Friday, July 16, 2010

Options for careers in masters-level research in psychology?

I've just enrolled on a conversion course in psychology.





Since applying, I've come to understand that I don't actually want to work directly with people - I am interested in social and clinical psychological *questions*.





I've also realised I don't have the stomach for a PhD. I'd be happy to do a masters, but would like to start earning money, (and feeling autonomous!) sooner rather than later.





What possibilities are open to masters-level researchers in psychology?





I don't think I would be interested in doing fmri or other laboratory studies... not SO interested in stats (more a means to an end) - qualitative research, and research-informed argument appeal to me...





(The university, like many who offer conversion courses, is oriented towards 'widening participation'. While it's received a high rating for its teaching,it doesn't have a fantastic reputation in research.)





I would need to do an MA after this course, but couldn't do more...

Options for careers in masters-level research in psychology?
This question freaked me out a bit because I'm a freshman Psychology major! Well, If you don't like dealing with people I'm not sure what to tell you besides lab studies...
Reply:Well, if you want to do original research in psychology, you'd need a Ph.D., probably in clinical psychology. I hear that the Chicago Institute of Professional Psychology is quite good.





And you should be able to get yourself into a graduate research or teaching assistant/fellow position, which pays money and makes you feel autonomous (tho' not much money, and how many grad. students are truly autonomous).





But then again, you say you want to do popular writing--to become to psychology what, say, Carl Sagan was to astronomy or Stephen Jay Gould was to evolutionary biology? That path still requires a PhD, unless you want to take the James Gleick/Robert Horgan route and work primarily as a journalist.

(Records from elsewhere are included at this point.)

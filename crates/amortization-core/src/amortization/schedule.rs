use log::{debug, warn};
use rust_decimal::Decimal;
use serde::{Deserialize, Serialize};
use std::time::Instant;

use super::{in_range, validate_principal, DRIFT_TOLERANCE, MAX_PERIODS};
use crate::error::AmortizationError;
use crate::types::*;
use crate::AmortizationResult;

/// One month of an amortization schedule
#[derive(Debug, Clone, PartialEq, Serialize, Deserialize)]
pub struct ScheduleEntry {
    pub period: u32,
    pub installment: Money,
    pub principal: Money,
    pub interest: Money,
    pub balance: Money,
}

/// Aggregate totals over a schedule.
///
/// `total_principal` is the sum of the principal column, so it includes the
/// part of a final (or post-payoff) installment that exceeded the remaining
/// balance. That excess is reported separately as `overpayment`.
#[derive(Debug, Clone, PartialEq, Serialize, Deserialize)]
pub struct ScheduleSummary {
    pub periods: u32,
    pub total_principal: Money,
    pub total_interest: Money,
    pub total_paid: Money,
    /// Principal paid beyond the balance actually retired
    pub overpayment: Money,
}

/// A materialised schedule together with its totals
#[derive(Debug, Clone, Serialize, Deserialize)]
pub struct AmortizationSchedule {
    pub entries: Vec<ScheduleEntry>,
    pub summary: ScheduleSummary,
}

/// Input for building a schedule from an already-solved loan
#[derive(Debug, Clone, Serialize, Deserialize)]
pub struct ScheduleInput {
    pub principal: Money,
    pub monthly_rate: Rate,
    pub periods: u32,
    pub installment: Money,
}

/// Simulate the loan month by month.
///
/// Runs exactly `periods` periods. The balance is floored at zero, so a
/// caller passing an inconsistent tuple gets trailing zero-balance rows rather
/// than an early stop.
pub fn generate_schedule(
    principal: Money,
    monthly_rate: Rate,
    periods: u32,
    installment: Money,
) -> AmortizationResult<Vec<ScheduleEntry>> {
    let (entries, _) = simulate(principal, monthly_rate, periods, installment)?;
    Ok(entries)
}

/// Build a schedule with totals, wrapped in the standard output envelope.
pub fn build_schedule(
    input: &ScheduleInput,
) -> AmortizationResult<ComputationOutput<AmortizationSchedule>> {
    let start = Instant::now();

    let (entries, warnings) = simulate(
        input.principal,
        input.monthly_rate,
        input.periods,
        input.installment,
    )?;
    let summary = summarize(input.principal, &entries)?;

    let elapsed = start.elapsed().as_micros() as u64;
    Ok(with_metadata(
        "Fixed-installment amortization schedule",
        &serde_json::json!({
            "principal": input.principal.to_string(),
            "monthly_rate": input.monthly_rate.to_string(),
            "periods": input.periods,
            "installment": input.installment.to_string(),
        }),
        warnings,
        elapsed,
        AmortizationSchedule { entries, summary },
    ))
}

/// Sum the principal, interest and installment columns of a schedule for a
/// loan of `principal`.
pub fn summarize(
    principal: Money,
    entries: &[ScheduleEntry],
) -> AmortizationResult<ScheduleSummary> {
    let total_principal = column_total(entries, "principal", |e| e.principal)?;
    let closing_balance = entries.last().map_or(principal, |e| e.balance);
    let retired = in_range(
        principal.checked_sub(closing_balance),
        "principal",
        "principal retired",
    )?;
    let overpayment = in_range(
        total_principal.checked_sub(retired),
        "principal",
        "overpayment",
    )?
    .max(Decimal::ZERO);

    Ok(ScheduleSummary {
        periods: entries.len() as u32,
        total_principal,
        total_interest: column_total(entries, "interest", |e| e.interest)?,
        total_paid: column_total(entries, "installment", |e| e.installment)?,
        overpayment,
    })
}

/// Checked sum of one schedule column.
pub(crate) fn column_total(
    entries: &[ScheduleEntry],
    column: &str,
    value: impl Fn(&ScheduleEntry) -> Money,
) -> AmortizationResult<Money> {
    entries.iter().try_fold(Decimal::ZERO, |total, entry| {
        in_range(total.checked_add(value(entry)), column, "column total")
    })
}

/// Core forward simulation. Returns the entries plus any drift warnings.
pub(crate) fn simulate(
    principal: Money,
    monthly_rate: Rate,
    periods: u32,
    installment: Money,
) -> AmortizationResult<(Vec<ScheduleEntry>, Vec<String>)> {
    validate_principal(principal)?;
    if monthly_rate < Decimal::ZERO {
        return Err(AmortizationError::InvalidRateOrPrincipal {
            field: "monthly_rate".into(),
            reason: "Monthly interest rate cannot be negative".into(),
        });
    }
    if periods == 0 {
        return Err(AmortizationError::InvalidTerm {
            context: "schedule requested with 0 periods".into(),
        });
    }
    if periods > MAX_PERIODS {
        return Err(AmortizationError::InvalidInput {
            field: "periods".into(),
            reason: format!("{periods} periods exceeds the maximum of {MAX_PERIODS}"),
        });
    }
    if installment <= Decimal::ZERO {
        return Err(AmortizationError::NonAmortizingLoan {
            installment,
            first_period_interest: in_range(
                principal.checked_mul(monthly_rate),
                "principal",
                "first month's interest",
            )?,
        });
    }

    debug!("schedule: P={principal} r={monthly_rate} n={periods} E={installment}");

    let drift_floor = principal * DRIFT_TOLERANCE;
    let mut warnings: Vec<String> = Vec::new();
    let mut entries = Vec::with_capacity(periods as usize);
    let mut balance = principal;
    let mut overshoot: Option<(u32, Money)> = None;
    let mut negative_principal_periods: u32 = 0;

    for period in 1..=periods {
        let interest = in_range(
            balance.checked_mul(monthly_rate),
            "principal",
            "monthly interest",
        )?;
        let principal_part = in_range(
            installment.checked_sub(interest),
            "installment",
            "principal component",
        )?;
        if principal_part < Decimal::ZERO {
            negative_principal_periods += 1;
        }

        let raw_balance = in_range(
            balance.checked_sub(principal_part),
            "principal",
            "remaining balance",
        )?;
        balance = if raw_balance < drift_floor {
            if raw_balance < -drift_floor && overshoot.is_none() {
                overshoot = Some((period, -raw_balance));
            }
            Decimal::ZERO
        } else {
            raw_balance
        };

        entries.push(ScheduleEntry {
            period,
            installment,
            principal: principal_part,
            interest,
            balance,
        });
    }

    if let Some((period, amount)) = overshoot {
        warn!("balance overshot zero by {amount} at period {period}; clamped");
        warnings.push(format!(
            "Period {period}: installment overpays the remaining balance by {amount}; balance clamped to 0"
        ));
    }
    if negative_principal_periods > 0 {
        warnings.push(format!(
            "{negative_principal_periods} period(s) have interest above the installment; the balance grows in those periods"
        ));
    }

    Ok((entries, warnings))
}
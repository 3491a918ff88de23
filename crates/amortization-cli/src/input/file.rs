use serde::de::DeserializeOwned;
use std::fs::File;
use std::io::BufReader;
use std::path::Path;

/// Deserialize a JSON loan description from `path`.
pub fn read_json<T: DeserializeOwned>(path: &Path) -> Result<T, Box<dyn std::error::Error>> {
    if !path.is_file() {
        let problem = if path.exists() { "Not a file" } else { "File not found" };
        return Err(format!("{problem}: {}", path.display()).into());
    }

    let file =
        File::open(path).map_err(|e| format!("Failed to read '{}': {e}", path.display()))?;
    let parsed = serde_json::from_reader(BufReader::new(file))
        .map_err(|e| format!("Failed to parse '{}': {e}", path.display()))?;
    Ok(parsed)
}
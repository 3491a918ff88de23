use serde_json::Value;

use amortization_core::CurrencyCode;

/// List the display currencies with their symbols.
pub fn run_currencies() -> Result<Value, Box<dyn std::error::Error>> {
    let labels: Vec<_> = CurrencyCode::ALL.iter().map(|c| c.label()).collect();
    Ok(serde_json::json!({ "result": labels }))
}
mod commands;
mod input;
mod output;

use amortization_core::CurrencyCode;
use clap::{Parser, Subcommand, ValueEnum};
use colored::Colorize;
use std::process;

use commands::export::ExportArgs;
use commands::loan::{InstallmentArgs, LoanArgs, ScheduleArgs, TermArgs};

/// Fixed-rate loan installment, term and amortization schedule calculations
#[derive(Parser)]
#[command(
    name = "emi",
    version,
    about = "Fixed-rate loan installment, term and amortization schedule calculations",
    long_about = "A CLI for fixed-rate annuity loans with decimal precision. Solves for the \
                  monthly installment (EMI) or the loan term, builds the month-by-month \
                  amortization schedule, derives chart series and exports the schedule \
                  as a spreadsheet-style CSV. Set RUST_LOG=debug for diagnostics."
)]
struct Cli {
    #[command(subcommand)]
    command: Commands,

    /// Output format
    #[arg(long, default_value = "json", global = true)]
    output: OutputFormat,

    /// Currency label for displayed amounts (display only, no conversion)
    #[arg(long, default_value = "INR", global = true)]
    currency: CurrencyCode,
}

#[derive(Subcommand)]
enum Commands {
    /// Monthly installment from principal, rate and term
    Installment(InstallmentArgs),
    /// Loan term in months from principal, rate and installment
    Term(TermArgs),
    /// Amortization schedule for a solved loan (principal, rate, periods, installment)
    Schedule(ScheduleArgs),
    /// Solve for the missing quantity and build the full schedule
    Calculate(LoanArgs),
    /// Principal/interest/balance series for plotting
    Charts(LoanArgs),
    /// Export the schedule with summary totals to a CSV file
    Export(ExportArgs),
    /// List display currencies
    Currencies,
    /// Print version information
    Version,
}

#[derive(Debug, Clone, ValueEnum)]
pub enum OutputFormat {
    Json,
    Table,
    Csv,
    Minimal,
}

fn main() {
    env_logger::init();
    let cli = Cli::parse();
    let currency = cli.currency;

    let result: Result<serde_json::Value, Box<dyn std::error::Error>> = match cli.command {
        Commands::Installment(args) => commands::loan::run_installment(args),
        Commands::Term(args) => commands::loan::run_term(args),
        Commands::Schedule(args) => commands::loan::run_schedule(args),
        Commands::Calculate(args) => commands::loan::run_calculate(args, currency),
        Commands::Charts(args) => commands::loan::run_charts(args, currency),
        Commands::Export(args) => commands::export::run_export(args, currency),
        Commands::Currencies => commands::currency::run_currencies(),
        Commands::Version => {
            println!("emi {}", env!("CARGO_PKG_VERSION"));
            return;
        }
    };

    match result {
        Ok(value) => {
            // A currency named in the input file wins over the flag
            let display_currency = value["result"]["currency"]
                .as_str()
                .and_then(|code| code.parse().ok())
                .unwrap_or(currency);
            output::format_output(&cli.output, &value, display_currency);
            process::exit(0);
        }
        Err(e) => {
            eprintln!("{}: {}", "error".red().bold(), e);
            process::exit(1);
        }
    }
}
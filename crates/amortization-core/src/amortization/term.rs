use log::debug;
use rust_decimal::Decimal;
use rust_decimal::MathematicalOps;
use serde::{Deserialize, Serialize};
use std::time::Instant;

use super::calculator::{whole_periods, TermBreakdown};
use super::{
    in_range, monthly_rate, validate_annual_rate, validate_principal, MONTHS_PER_YEAR,
};
use crate::error::AmortizationError;
use crate::types::*;
use crate::AmortizationResult;

#[derive(Debug, Clone, Serialize, Deserialize)]
pub struct TermInput {
    pub principal: Money,
    pub annual_rate_percent: Percent,
    pub installment: Money,
}

#[derive(Debug, Clone, Serialize, Deserialize)]
pub struct TermOutput {
    /// Exact solver result
    pub term_months: Months,
    pub term_years: Years,
    /// Whole periods a schedule for this loan runs
    pub periods: u32,
    pub term_breakdown: TermBreakdown,
}

/// Number of monthly periods needed to repay `principal` with a fixed `installment`.
///
/// The result is fractional; callers decide how to round it before building a
/// schedule. Fails with [`AmortizationError::NonAmortizingLoan`] when the
/// installment does not exceed the first month's interest.
pub fn loan_term(
    principal: Money,
    annual_rate_percent: Percent,
    installment: Money,
) -> AmortizationResult<Months> {
    validate_principal(principal)?;
    validate_annual_rate(annual_rate_percent)?;

    let rate = monthly_rate(annual_rate_percent);
    let first_period_interest = in_range(
        principal.checked_mul(rate),
        "principal",
        "first month's interest",
    )?;

    if installment <= first_period_interest {
        return Err(AmortizationError::NonAmortizingLoan {
            installment,
            first_period_interest,
        });
    }

    if rate.is_zero() {
        return in_range(
            principal.checked_div(installment),
            "installment",
            "straight-line term",
        );
    }

    let ratio = in_range(
        installment.checked_div(installment - first_period_interest),
        "installment",
        "installment to amortizing share ratio",
    )?;
    let numerator = ratio.checked_ln().ok_or_else(|| AmortizationError::InvalidInput {
        field: "installment".into(),
        reason: format!("ln({ratio}) is undefined"),
    })?;
    let denominator = (Decimal::ONE + rate)
        .checked_ln()
        .filter(|d| !d.is_zero())
        .ok_or_else(|| AmortizationError::InvalidInput {
            field: "annual_rate_percent".into(),
            reason: "rate too small to distinguish from zero".into(),
        })?;

    let months = in_range(numerator.checked_div(denominator), "installment", "term in months")?;
    debug!("term: P={principal} r={rate} E={installment} -> {months} months");
    Ok(months)
}

/// Term with its whole-period rounding, wrapped in the standard output envelope.
pub fn calculate_term(input: &TermInput) -> AmortizationResult<ComputationOutput<TermOutput>> {
    let start = Instant::now();

    let term_months = loan_term(input.principal, input.annual_rate_percent, input.installment)?;
    let periods = whole_periods(term_months)?;

    let output = TermOutput {
        term_months,
        term_years: term_months / MONTHS_PER_YEAR,
        periods,
        term_breakdown: TermBreakdown::from_periods(periods),
    };

    let elapsed = start.elapsed().as_micros() as u64;
    Ok(with_metadata(
        "Inverted annuity: n = ln(E / (E - P * r)) / ln(1 + r), rounded up to whole periods",
        input,
        Vec::new(),
        elapsed,
        output,
    ))
}
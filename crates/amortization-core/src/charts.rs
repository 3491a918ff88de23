//! Time series derived from a schedule, ready for a plotting front end.

use serde::{Deserialize, Serialize};

use crate::amortization::schedule::{column_total, ScheduleEntry};
use crate::types::Money;
use crate::AmortizationResult;

/// Total principal against total interest over the life of the loan
#[derive(Debug, Clone, PartialEq, Serialize, Deserialize)]
pub struct PrincipalInterestSplit {
    pub total_principal: Money,
    pub total_interest: Money,
}

/// Per-period series plus the overall split
#[derive(Debug, Clone, Serialize, Deserialize)]
pub struct ChartSeries {
    pub labels: Vec<String>,
    pub principal: Vec<Money>,
    pub interest: Vec<Money>,
    pub balance: Vec<Money>,
    pub split: PrincipalInterestSplit,
}

pub fn chart_series(entries: &[ScheduleEntry]) -> AmortizationResult<ChartSeries> {
    Ok(ChartSeries {
        labels: entries.iter().map(|e| format!("Month {}", e.period)).collect(),
        principal: entries.iter().map(|e| e.principal).collect(),
        interest: entries.iter().map(|e| e.interest).collect(),
        balance: entries.iter().map(|e| e.balance).collect(),
        split: PrincipalInterestSplit {
            total_principal: column_total(entries, "principal", |e| e.principal)?,
            total_interest: column_total(entries, "interest", |e| e.interest)?,
        },
    })
}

If journalism is your trend, then you should get some credentials there--pick up some good writing courses at least, maybe minor in it. In that case, a master's degree might work out just as well in the long run--but you'll probably need to start out supporting yourself by teaching (a small liberal-arts college would be the best type of position, or maybe a community college--few universities will take you without at least an ABD unless you have connections).





And then you'll need to do research and attend professional conferences where you'll present your work to disinterested audiences (I've done programs where the panel outnumbered the audience) and you'll publish a few semi-scholarly papers in state or regional journals. That's to give you the credibility needed to convince the editors at Psychology Today and Random House that you have legitimacy in the field.





Another possible route to that career would be to start out as a journalist, but I can't think of any who make their living full-time as pop psych authors having taking that path.





Note: if you ever decide to write a trade paperback, the secret to huge sales is to take one aspect of psychology/interpersonal relations/communication and oversimplify it and then make outrageous claims about how it will make one's life better. Reference John Gray, PhD (from a diploma mill!) "Men are from Mars, Women are from Venus" or Julius Fast "Body Language"--both of which ignore the nuance of the their topics and make ridiculous claims (Fast even asserted you could "read the mind" of another if you just understood their body language--and I'd like to see that proven at Las Vegas at the poker table!).
Reply:an overwhelming amount of research is done primarily in universities, so you'd be looking at fellowships, teaching posts, research teams working UNDER a PH D and after a while you can probably start your own research team (after like 3-5 years full time experience under supervision).





What you are looking at is basically doing PH D programs full time from here on out. You are looking at breaking new ground with research and working on projects that tell everyone something new.





You'd also be teaching lower division psych





Your climb to professor status with just and MS might be longer so you'd start as a fellow and lecturer, get on a long term project that's funded and wait to see if you can get status and tenure and become an assistant professor or associate professor.





Then you either work on another project or see if you can get grant money to start your own.





In research you'd want to keep publishing or you'd just teach.





Without a PH D you probably would only teach undegraduates.





See if there are any MS there who are on staff and doing research and find out what they are doing and how they are doing it.





Understand on a fellowship route you're looking at the $25K range to start maybe $35K





Your masters program would start you on this, except you'd be paying tution or on a scholarship.





During that tenure they'd probably start you teaching as your MS becomes closer.





See what the potential would be to stay with the school.





Most of the projects would be some full professors pets and you'd just be a team member, a junior supervisor over some undergrades handling a specific area.





The worse case sceniario is you are going to be destined to a Professorship at a CC with no real research work, just teaching and maybe being assistant of the dept after 15 years





The best case is your work might eventually qualify you for a PHD automatically at a university and you'll become a full professor after 10 or 15 years. And you'll write lots of papers or work on them and maybe a text book or a new test.





As with anything else they are going to look at your title, exprience, education and past work before approving a grant to do indepenent research OUTSIDE of a Masters Thesis.





That grant finances you to make up for what the teaching doesn't pay for and the work to do the research and publish the results.